- Stored dataset items:
————————
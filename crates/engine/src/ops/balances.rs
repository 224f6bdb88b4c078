use sea_orm::{Statement, prelude::*};

use crate::{Money, ResultEngine, transactions::EntryKind};

use super::{Engine, accounts::require_account};

impl Engine {
    /// Current balance of an account, derived from its ledger rows.
    pub async fn balance_of(&self, account_id: i64) -> ResultEngine<Money> {
        require_account(&self.database, account_id).await?;
        balance_on(&self.database, account_id).await
    }
}

/// `SUM(income) - SUM(expense)` over the account's ledger.
///
/// Generic over the connection so the transfer path can re-read the sender
/// balance inside its own transaction, after the participant rows are locked.
pub(super) async fn balance_on<C>(conn: &C, account_id: i64) -> ResultEngine<Money>
where
    C: ConnectionTrait,
{
    let income = kind_sum(conn, account_id, EntryKind::Income).await?;
    let expense = kind_sum(conn, account_id, EntryKind::Expense).await?;
    Ok(Money::new(income - expense))
}

async fn kind_sum<C>(conn: &C, account_id: i64, kind: EntryKind) -> ResultEngine<i64>
where
    C: ConnectionTrait,
{
    let stmt = Statement::from_sql_and_values(
        conn.get_database_backend(),
        "SELECT COALESCE(SUM(amount_minor), 0) AS sum \
         FROM transactions \
         WHERE account_id = ? AND kind = ?",
        vec![account_id.into(), kind.as_str().into()],
    );
    let row = conn.query_one(stmt).await?;
    Ok(row.and_then(|r| r.try_get("", "sum").ok()).unwrap_or(0))
}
————————
- What is being asked:
Whenever a line of the data holds the string "ledger", pick that line out.

- Answer to this problem:
    /// Current balance of an account, derived from its ledger rows.
/// `SUM(income) - SUM(expense)` over the account's ledger.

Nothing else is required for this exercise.